Еще по пути в Тамбов мы беззаботно отдыхали на нарах и вели между собой спокойный разговор о явлении, называемом девиацией. У меня по этому поводу было другое мнение, чем у Павла. Я стал излагать свои доводы, но Павел вдруг оборвал меня:
– Не надо! Пожалуйста, не надо! – простонал он и вдруг забился в припадке.
В бреду он вспоминал того несчастного паренька, который молил пристрелить себя. Бедный Павлуша! Сколько выстрелов он произвел из своего автомата за войну, а этого выстрела не мог забыть. Что творилось в его сознании, знает один Бог. Приступ длился долго. Позвали врача. Врач сказала, что это серьезно. Дала лекарство. Он затих. А утром следующего дня был как всегда разговорчив и даже шутил, но временами ни с того ни с сего замолкал и глотал выступавшие слезы.

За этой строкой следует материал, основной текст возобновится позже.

// Collective data - reference data shared by every listening session in the process
// Writes only ever merge, so two sessions racing on the same key end up with the union

use crate::music::ArtistId;
use parking_lot::RwLock;
use std::collections::{HashMap, HashSet};
use tracing::{debug, warn};

/// Dataset holding artist id -> ids of artists with similar taste.
pub const SIMILAR_ARTISTS: &str = "SimilarArtists";

/// A value that can absorb another value with the same id.
pub trait Mergeable {
    /// Returns false when `other` could not be merged in.
    fn merge(&mut self, other: Self) -> bool;
}

#[derive(Debug, Clone, PartialEq, Eq)]
pub struct ArtistSet {
    pub artist_id: ArtistId,
    pub similar: HashSet<ArtistId>,
}

impl ArtistSet {
    pub fn new(artist_id: ArtistId, similar: impl IntoIterator<Item = ArtistId>) -> Self {
        Self {
            artist_id,
            similar: similar.into_iter().collect(),
        }
    }
}

impl Mergeable for ArtistSet {
    fn merge(&mut self, other: Self) -> bool {
        self.similar.extend(other.similar);
        true
    }
}

#[derive(Debug, Clone, PartialEq, Eq)]
pub enum CollectiveValue {
    SimilarArtists(ArtistSet),
}

impl CollectiveValue {
    pub fn id(&self) -> &str {
        match self {
            CollectiveValue::SimilarArtists(set) => set.artist_id.as_str(),
        }
    }
}

impl Mergeable for CollectiveValue {
    fn merge(&mut self, other: Self) -> bool {
        match (self, other) {
            (CollectiveValue::SimilarArtists(mine), CollectiveValue::SimilarArtists(theirs)) => {
                mine.merge(theirs)
            }
        }
    }
}

/// One named dataset: value id -> value.
#[derive(Debug, Clone, Default)]
pub struct CollectiveData {
    id: String,
    values: HashMap<String, CollectiveValue>,
}

impl CollectiveData {
    pub fn new(id: impl Into<String>) -> Self {
        Self {
            id: id.into(),
            values: HashMap::new(),
        }
    }

    pub fn id(&self) -> &str {
        &self.id
    }

    pub fn len(&self) -> usize {
        self.values.len()
    }

    pub fn is_empty(&self) -> bool {
        self.values.is_empty()
    }

    pub fn get(&self, value_id: &str) -> Option<&CollectiveValue> {
        self.values.get(value_id)
    }

    /// Inserts when absent, merges into the stored value otherwise.
    pub fn put(&mut self, value: CollectiveValue) -> bool {
        match self.values.get_mut(value.id()) {
            Some(stored) => stored.merge(value),
            None => {
                self.values.insert(value.id().to_string(), value);
                true
            }
        }
    }
}

#[derive(Debug, Default)]
pub struct CollectiveDataStore {
    datasets: RwLock<HashMap<String, CollectiveData>>,
}

impl CollectiveDataStore {
    pub fn new() -> Self {
        Self::default()
    }

    /// Store with every dataset the built-in features need.
    pub fn with_default_datasets() -> Self {
        let store = Self::new();
        store.set(CollectiveData::new(SIMILAR_ARTISTS));
        store
    }

    pub fn get(&self, dataset_id: &str, value_id: &str) -> Option<CollectiveValue> {
        self.datasets
            .read()
            .get(dataset_id)
            .and_then(|data| data.get(value_id))
            .cloned()
    }

    /// Returns false if the dataset was never registered.
    pub fn put(&self, dataset_id: &str, value: CollectiveValue) -> bool {
        let mut datasets = self.datasets.write();
        match datasets.get_mut(dataset_id) {
            Some(data) => data.put(value),
            None => {
                warn!("Dropping value '{}' for unregistered dataset '{}'", value.id(), dataset_id);
                false
            }
        }
    }

    /// Installs a whole dataset, replacing any dataset with the same id.
    pub fn set(&self, data: CollectiveData) {
        debug!("Installing dataset '{}' ({} values)", data.id(), data.len());
        self.datasets.write().insert(data.id().to_string(), data);
    }

    pub fn similar_artists(&self, artist_id: &ArtistId) -> Option<HashSet<ArtistId>> {
        match self.get(SIMILAR_ARTISTS, artist_id.as_str())? {
            CollectiveValue::SimilarArtists(set) => Some(set.similar),
        }
    }

    pub fn merge_similar_artists(
        &self,
        artist_id: &ArtistId,
        similar: impl IntoIterator<Item = ArtistId>,
    ) -> bool {
        let value = CollectiveValue::SimilarArtists(ArtistSet::new(artist_id.clone(), similar));
        self.put(SIMILAR_ARTISTS, value)
    }
}

#[cfg(test)]
mod tests {
    use super::*;
    use std::sync::Arc;

    fn ids(raw: &[&str]) -> Vec<ArtistId> {
        raw.iter().map(|id| ArtistId::new(*id)).collect()
    }

    #[test]
    fn test_get_from_missing_dataset() {
        let store = CollectiveDataStore::new();
        assert!(store.get(SIMILAR_ARTISTS, "artist").is_none());
    }

    #[test]
    fn test_put_into_missing_dataset_is_rejected() {
        let store = CollectiveDataStore::new();
        assert!(!store.merge_similar_artists(&ArtistId::new("a"), ids(&["b"])));
        assert!(store.similar_artists(&ArtistId::new("a")).is_none());
    }

    #[test]
    fn test_put_inserts_then_merges() {
        let store = CollectiveDataStore::with_default_datasets();
        let artist = ArtistId::new("a");

        assert!(store.merge_similar_artists(&artist, ids(&["b", "c"])));
        assert!(store.merge_similar_artists(&artist, ids(&["c", "d"])));

        let similar = store.similar_artists(&artist).unwrap();
        assert_eq!(similar, ids(&["b", "c", "d"]).into_iter().collect());
    }

    #[test]
    fn test_merge_is_order_independent() {
        let first = CollectiveDataStore::with_default_datasets();
        let second = CollectiveDataStore::with_default_datasets();
        let artist = ArtistId::new("a");

        first.merge_similar_artists(&artist, ids(&["x", "y"]));
        first.merge_similar_artists(&artist, ids(&["y", "z"]));
        second.merge_similar_artists(&artist, ids(&["y", "z"]));
        second.merge_similar_artists(&artist, ids(&["x", "y"]));

        assert_eq!(first.similar_artists(&artist), second.similar_artists(&artist));
    }

    #[test]
    fn test_set_replaces_dataset() {
        let store = CollectiveDataStore::with_default_datasets();
        let artist = ArtistId::new("a");
        store.merge_similar_artists(&artist, ids(&["b"]));

        store.set(CollectiveData::new(SIMILAR_ARTISTS));
        assert!(store.similar_artists(&artist).is_none());
    }

    #[test]
    fn test_concurrent_merges_keep_union() {
        let store = Arc::new(CollectiveDataStore::with_default_datasets());
        let artist = ArtistId::new("shared");

        let handles: Vec<_> = (0..8)
            .map(|n| {
                let store = Arc::clone(&store);
                let artist = artist.clone();
                std::thread::spawn(move || {
                    store.merge_similar_artists(&artist, vec![ArtistId::new(format!("similar-{}", n))]);
                })
            })
            .collect();
        for handle in handles {
            handle.join().unwrap();
        }

        assert_eq!(store.similar_artists(&artist).unwrap().len(), 8);
    }
}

Трегуляевские лагеря находились в лесу, в окрестностях Тамбова. Сюда стали прибывать новые солдаты. Мы обучали их тому, что сами умели, а умели мы к тому времени много. Нас один раз свозили в Тамбов на «культурное мероприятие»: показали спектакль в тамбовском театре. Зрелище не оставило в моей памяти следа. Зато в организации формировки произошли незабвенные нелепости. Формально мы числились пехотной дивизией, и чиновники поступили с нами, как должно поступать с пехотной дивизией: мою роту преобразовали в «штабную роту», и теперь в мои обязанности входило не только организовывать связь, но и снабжать штаб обмундированием, организовывать питание штабных работников, а главное – мне прислали 12 кавалерийских лошадей.